A Bipolar Girl Living with a Narcissistic Husband

Saturday, April 14, 2007

My Horse Maisy

When I was a little girl I had a horse. She was a pure bred arabian. I had no business having such a horse, but my father had done business with an arabian horse breeder and so it was determined that was the breed of horse I would get. My horse was a mere year old when I got her, and she grew to be 16 hands high. My parents were not "horse people" and in lacking wisdom they believed they had created a magical relationship between horse and girl- much like you would see in the movies. She and I would grow up together, grow old toghether and through the process learn together.

I found early on Maisy was not keen on this idea. She was wild eyed with a fiery spirit, and the first time I took her out into the arena she reared up on me. I screamed as what appeared to be a massive hoof to my nine year old eyes clipped my arm. She did not hurt me, but she scared me and I never forgot that moment. My parents intended for me to show her. So I took riding lessons. I rode every horse at the stable, but I would not ride my own. In time my confidence grew and I thought it was time that begin to ride my horse. It should have been no surprise she bucked and reared all over the arena and it would be a long time before I would ride her again.

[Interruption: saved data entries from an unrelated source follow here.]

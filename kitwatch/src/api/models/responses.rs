//! The response envelope shared by every `/v1` endpoint.

use serde::{Deserialize, Serialize};
use utoipa::ToSchema;

/// Uniform response body: `{ success, message, data, error }`.
///
/// Successful responses carry `data` and a null `error`; failures carry a null `data` and a
/// user-safe `error` string.
#[derive(Debug, Clone, Serialize, Deserialize, ToSchema)]
pub struct ApiResponse<T> {
    pub success: bool,
    pub message: String,
    pub data: Option<T>,
    pub error: Option<String>,
}

impl<T> ApiResponse<T> {
    pub fn ok(message: impl Into<String>, data: T) -> Self {
        Self {
            success: true,
            message: message.into(),
            data: Some(data),
            error: None,
        }
    }

    pub fn failure(message: impl Into<String>, error: impl Into<String>) -> Self {
        Self {
            success: false,
            message: message.into(),
            data: None,
            error: Some(error.into()),
        }
    }
}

When I reached high school my father told me he would no longer pay to board my horse. I rarely went to see her, hardly ever rode her, had never shown her and it was time to relinquish the expense. I cried myself sick because long before my parents bought her she had been my dream. Funny how dreams when translated to reality are never quite the same thing.

My best friend had horses. Her parents had a barn and pasture and they agreed to take my horse. She and I spent nearly everyday together and so we rode together. I would start out on my horse but within 10 minutes I would ask her to trade horses-she had no fear. Over the next 3 years Maisy would knock me off too many times to count. Deep inside myself, though I would never say it out loud, I did not like that overpriced jackass of a horse.

One day when I was a senior in high school my girlfriend asked me if I wanted to go riding. She laughed as she asked if I wanted to ride my own horse. I took a moment and thought to myself, I have been thrown off, stepped on, occassionally kicked, what more could this horse do to me? I decided nothing. I decided she would not throw me off anymore. I got on her no more accomplished or skilled and stayed on until she grew tired of being a jerk. After that we had a very nice ride. My girlfriend was utterly dumbfounded. She asked,"what got into you?" I told her Maisy was not going to run the show anymore. And that was the end of that.

9 years of fear kept my dream from becoming reality. I think of all the rides we could have had, had I not let fear rule my life. As I said before, I was no more skilled, no more accomplished. The only thing that had changed was my mind.

Friday, April 13, 2007

Breathe

The last couple of days have been rather rough. Not for an particular reason. I have been experiencing a lot of anxiety. It's the kind that wakes you from your sleep in a panic. I lie in bed and take a few deep breaths and hold them, slowly exhaling until I find my mind and my pulse slowing down.

Things come up -obstacles and dilemmas and I just keep telling myself it does not matter. Every time I find myself dwelling on the past or things I can not immediately change, I tell myself I am better served using that time and energy to move forward.

Everyday I find that redirecting my thoughts has gotten me more mileage than anything else I have ever done. There is no safety clause. I no longer say Oh, I'll try this for a while and see how it goes. Instead I tell myself I am doing this until I succeed. Everyday I give a little more, and surprisingly I am getting a little more.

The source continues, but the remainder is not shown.